_Goal of the exercise_:
Even the shortest line counts, so transcribe all the data exactly.

_Collected data entries_:
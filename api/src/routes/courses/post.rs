use axum::{
    Extension, Json,
    extract::{Multipart, State},
    http::StatusCode,
    response::IntoResponse,
};
use db::models::course::Model as CourseModel;
use util::{paths, state::AppState};

use crate::auth::AuthSession;
use crate::response::ApiResponse;
use crate::routes::courses::get::CourseResponse;

/// One named upload slot of the creation form: original filename + bytes.
struct UploadedFile {
    original_name: String,
    bytes: Vec<u8>,
}

/// POST /api/courses
///
/// Create a course owned by the calling teacher. Accepts multipart form
/// data with two text fields and up to two file slots. Uploaded files are
/// stored under randomized names and recorded on the course row as
/// `/uploads/...` URLs; a slot with no file yields an empty string, not
/// null.
///
/// ### Request Body (Multipart Form Data)
/// - `title` (string, required, non-empty)
/// - `description` (string, required, non-empty)
/// - `image` (file, optional): cover image, at most one
/// - `document` (file, optional): course document, at most one
///
/// ### Responses
///
/// - `200 OK`
/// ```json
/// {
///   "success": true,
///   "data": {
///     "id": 7,
///     "title": "Algebra 101",
///     "description": "Linear algebra from scratch",
///     "image_url": "/uploads/1754557890123-48130958.png",
///     "document_url": "",
///     "teacher_id": 1,
///     "teacher_email": "teacher@example.com",
///     "created_at": "2026-08-07T09:00:00+00:00",
///     "updated_at": "2026-08-07T09:00:00+00:00"
///   },
///   "message": "Course created successfully"
/// }
/// ```
///
/// - `400 Bad Request`
/// ```json
/// {
///   "success": false,
///   "message": "Title and description are required" // or "At most one image may be uploaded per request"
/// }
/// ```
///
/// - `403 Forbidden` (non-teacher, rejected by the route guard)
///
/// - `500 Internal Server Error`
/// ```json
/// {
///   "success": false,
///   "message": "Failed to save uploaded file" // or "Database error: ..."
/// }
/// ```
pub async fn create_course(
    State(app_state): State<AppState>,
    Extension(AuthSession(session)): Extension<AuthSession>,
    mut multipart: Multipart,
) -> impl IntoResponse {
    let db = app_state.db();

    let mut title: Option<String> = None;
    let mut description: Option<String> = None;
    let mut image: Option<UploadedFile> = None;
    let mut document: Option<UploadedFile> = None;

    while let Some(field) = multipart.next_field().await.unwrap_or(None) {
        let name = field.name().unwrap_or("").to_string();
        match name.as_str() {
            "title" => {
                title = field.text().await.ok();
            }
            "description" => {
                description = field.text().await.ok();
            }
            "image" => {
                if image.is_some() {
                    return (
                        StatusCode::BAD_REQUEST,
                        Json(ApiResponse::<CourseResponse>::error(
                            "At most one image may be uploaded per request",
                        )),
                    )
                        .into_response();
                }
                match read_file_field(field).await {
                    Ok(file) => image = file,
                    Err(response) => return response,
                }
            }
            "document" => {
                if document.is_some() {
                    return (
                        StatusCode::BAD_REQUEST,
                        Json(ApiResponse::<CourseResponse>::error(
                            "At most one document may be uploaded per request",
                        )),
                    )
                        .into_response();
                }
                match read_file_field(field).await {
                    Ok(file) => document = file,
                    Err(response) => return response,
                }
            }
            _ => {}
        }
    }

    // Presence check only: empty strings are rejected, whitespace-only
    // values pass. Matches the upstream contract.
    let title = match title.filter(|t| !t.is_empty()) {
        Some(t) => t,
        None => {
            return (
                StatusCode::BAD_REQUEST,
                Json(ApiResponse::<CourseResponse>::error(
                    "Title and description are required",
                )),
            )
                .into_response();
        }
    };
    let description = match description.filter(|d| !d.is_empty()) {
        Some(d) => d,
        None => {
            return (
                StatusCode::BAD_REQUEST,
                Json(ApiResponse::<CourseResponse>::error(
                    "Title and description are required",
                )),
            )
                .into_response();
        }
    };

    let image_url = match store_upload(image) {
        Ok(url) => url,
        Err(response) => return response,
    };
    let document_url = match store_upload(document) {
        Ok(url) => url,
        Err(response) => return response,
    };

    match CourseModel::create(
        db,
        &title,
        &description,
        &image_url,
        &document_url,
        session.user_id,
        &session.username,
    )
    .await
    {
        Ok(course) => {
            tracing::info!(course_id = course.id, teacher_id = session.user_id, "Course created");
            (
                StatusCode::OK,
                Json(ApiResponse::success(
                    CourseResponse::from(course),
                    "Course created successfully",
                )),
            )
                .into_response()
        }
        Err(e) => (
            StatusCode::INTERNAL_SERVER_ERROR,
            Json(ApiResponse::<CourseResponse>::error(format!(
                "Database error: {}",
                e
            ))),
        )
            .into_response(),
    }
}

/// Reads one file field into memory. A part with no filename is an empty
/// form input, treated as "no file supplied" rather than an error.
async fn read_file_field(
    field: axum::extract::multipart::Field<'_>,
) -> Result<Option<UploadedFile>, axum::response::Response> {
    let original_name = field.file_name().unwrap_or("").to_string();
    if original_name.is_empty() {
        return Ok(None);
    }

    match field.bytes().await {
        Ok(bytes) => Ok(Some(UploadedFile {
            original_name,
            bytes: bytes.to_vec(),
        })),
        Err(_) => Err((
            StatusCode::BAD_REQUEST,
            Json(ApiResponse::<CourseResponse>::error(
                "Failed to read uploaded file",
            )),
        )
            .into_response()),
    }
}

/// Writes an upload slot to storage and returns its public URL, or `""`
/// when the slot was empty.
fn store_upload(file: Option<UploadedFile>) -> Result<String, axum::response::Response> {
    let Some(file) = file else {
        return Ok(String::new());
    };

    let filename = paths::generate_upload_filename(&file.original_name);
    let write_result =
        paths::ensure_upload_storage().and_then(|_| std::fs::write(paths::upload_path(&filename), &file.bytes));

    match write_result {
        Ok(()) => Ok(paths::public_upload_url(&filename)),
        Err(e) => {
            tracing::error!(error = %e, "Failed to persist uploaded file");
            Err((
                StatusCode::INTERNAL_SERVER_ERROR,
                Json(ApiResponse::<CourseResponse>::error(
                    "Failed to save uploaded file",
                )),
            )
                .into_response())
        }
    }
}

_Solution for this problem_:
filename api/src/routes/courses/post.rs
use axum::{
    Extension, Json,
    extract::{Multipart, State},
    http::StatusCode,
    response::IntoResponse,
};
use db::models::course::Model as CourseModel;
use util::{paths, state::AppState};

use crate::auth::AuthSession;
use crate::response::ApiResponse;
use crate::routes::courses::get::CourseResponse;

/// One named upload slot of the creation form: original filename + bytes.
struct UploadedFile {
    original_name: String,
    bytes: Vec<u8>,
}

/// POST /api/courses
///
/// Create a course owned by the calling teacher. Accepts multipart form
/// data with two text fields and up to two file slots. Uploaded files are
/// stored under randomized names and recorded on the course row as
/// `/uploads/...` URLs; a slot with no file yields an empty string, not
/// null.
///
/// ### Request Body (Multipart Form Data)
/// - `title` (string, required, non-empty)
/// - `description` (string, required, non-empty)
/// - `image` (file, optional): cover image, at most one
/// - `document` (file, optional): course document, at most one
///
/// ### Responses
///
/// - `200 OK`
/// ```json
/// {
///   "success": true,
///   "data": {
///     "id": 7,
///     "title": "Algebra 101",
///     "description": "Linear algebra from scratch",
///     "image_url": "/uploads/1754557890123-48130958.png",
///     "document_url": "",
///     "teacher_id": 1,
///     "teacher_email": "teacher@example.com",
///     "created_at": "2026-08-07T09:00:00+00:00",
///     "updated_at": "2026-08-07T09:00:00+00:00"
///   },
///   "message": "Course created successfully"
/// }
/// ```
///
/// - `400 Bad Request`
/// ```json
/// {
///   "success": false,
///   "message": "Title and description are required" // or "At most one image may be uploaded per request"
/// }
/// ```
///
/// - `403 Forbidden` (non-teacher, rejected by the route guard)
///
/// - `500 Internal Server Error`
/// ```json
/// {
///   "success": false,
///   "message": "Failed to save uploaded file" // or "Database error: ..."
/// }
/// ```
pub async fn create_course(
    State(app_state): State<AppState>,
    Extension(AuthSession(session)): Extension<AuthSession>,
    mut multipart: Multipart,
) -> impl IntoResponse {
    let db = app_state.db();

    let mut title: Option<String> = None;
    let mut description: Option<String> = None;
    let mut image: Option<UploadedFile> = None;
    let mut document: Option<UploadedFile> = None;

    while let Some(field) = multipart.next_field().await.unwrap_or(None) {
        let name = field.name().unwrap_or("").to_string();
        match name.as_str() {
            "title" => {
                title = field.text().await.ok();
            }
            "description" => {
                description = field.text().await.ok();
            }
            "image" => {
                if image.is_some() {
                    return (
                        StatusCode::BAD_REQUEST,
                        Json(ApiResponse::<CourseResponse>::error(
                            "At most one image may be uploaded per request",
                        )),
                    )
                        .into_response();
                }
                match read_file_field(field).await {
                    Ok(file) => image = file,
                    Err(response) => return response,
                }
            }
            "document" => {
                if document.is_some() {
                    return (
                        StatusCode::BAD_REQUEST,
                        Json(ApiResponse::<CourseResponse>::error(
                            "At most one document may be uploaded per request",
                        )),
                    )
                        .into_response();
                }
                match read_file_field(field).await {
                    Ok(file) => document = file,
                    Err(response) => return response,
                }
            }
            _ => {}
        }
    }

    // Presence check only: empty strings are rejected, whitespace-only
    // values pass. Matches the upstream contract.
    let title = match title.filter(|t| !t.is_empty()) {
        Some(t) => t,
        None => {
            return (
                StatusCode::BAD_REQUEST,
                Json(ApiResponse::<CourseResponse>::error(
                    "Title and description are required",
                )),
            )
                .into_response();
        }
    };
    let description = match description.filter(|d| !d.is_empty()) {
        Some(d) => d,
        None => {
            return (
                StatusCode::BAD_REQUEST,
                Json(ApiResponse::<CourseResponse>::error(
                    "Title and description are required",
                )),
            )
                .into_response();
        }
    };

    let image_url = match store_upload(image) {
        Ok(url) => url,
        Err(response) => return response,
    };
    let document_url = match store_upload(document) {
        Ok(url) => url,
        Err(response) => return response,
    };

    match CourseModel::create(
        db,
        &title,
        &description,
        &image_url,
        &document_url,
        session.user_id,
        &session.username,
    )
    .await
    {
        Ok(course) => {
            tracing::info!(course_id = course.id, teacher_id = session.user_id, "Course created");
            (
                StatusCode::OK,
                Json(ApiResponse::success(
                    CourseResponse::from(course),
                    "Course created successfully",
                )),
            )
                .into_response()
        }
        Err(e) => (
            StatusCode::INTERNAL_SERVER_ERROR,
            Json(ApiResponse::<CourseResponse>::error(format!(
                "Database error: {}",
                e
            ))),
        )
            .into_response(),
    }
}

/// Reads one file field into memory. A part with no filename is an empty
/// form input, treated as "no file supplied" rather than an error.
async fn read_file_field(
    field: axum::extract::multipart::Field<'_>,
) -> Result<Option<UploadedFile>, axum::response::Response> {
    let original_name = field.file_name().unwrap_or("").to_string();
    if original_name.is_empty() {
        return Ok(None);
    }

    match field.bytes().await {
        Ok(bytes) => Ok(Some(UploadedFile {
            original_name,
            bytes: bytes.to_vec(),
        })),
        Err(_) => Err((
            StatusCode::BAD_REQUEST,
            Json(ApiResponse::<CourseResponse>::error(
                "Failed to read uploaded file",
            )),
        )
            .into_response()),
    }
}

/// Writes an upload slot to storage and returns its public URL, or `""`
/// when the slot was empty.
fn store_upload(file: Option<UploadedFile>) -> Result<String, axum::response::Response> {
    let Some(file) = file else {
        return Ok(String::new());
    };

    let filename = paths::generate_upload_filename(&file.original_name);
    let write_result =
        paths::ensure_upload_storage().and_then(|_| std::fs::write(paths::upload_path(&filename), &file.bytes));

    match write_result {
        Ok(()) => Ok(paths::public_upload_url(&filename)),
        Err(e) => {
            tracing::error!(error = %e, "Failed to persist uploaded file");
            Err((
                StatusCode::INTERNAL_SERVER_ERROR,
                Json(ApiResponse::<CourseResponse>::error(
                    "Failed to save uploaded file",
                )),
            )
                .into_response())
        }
    }
}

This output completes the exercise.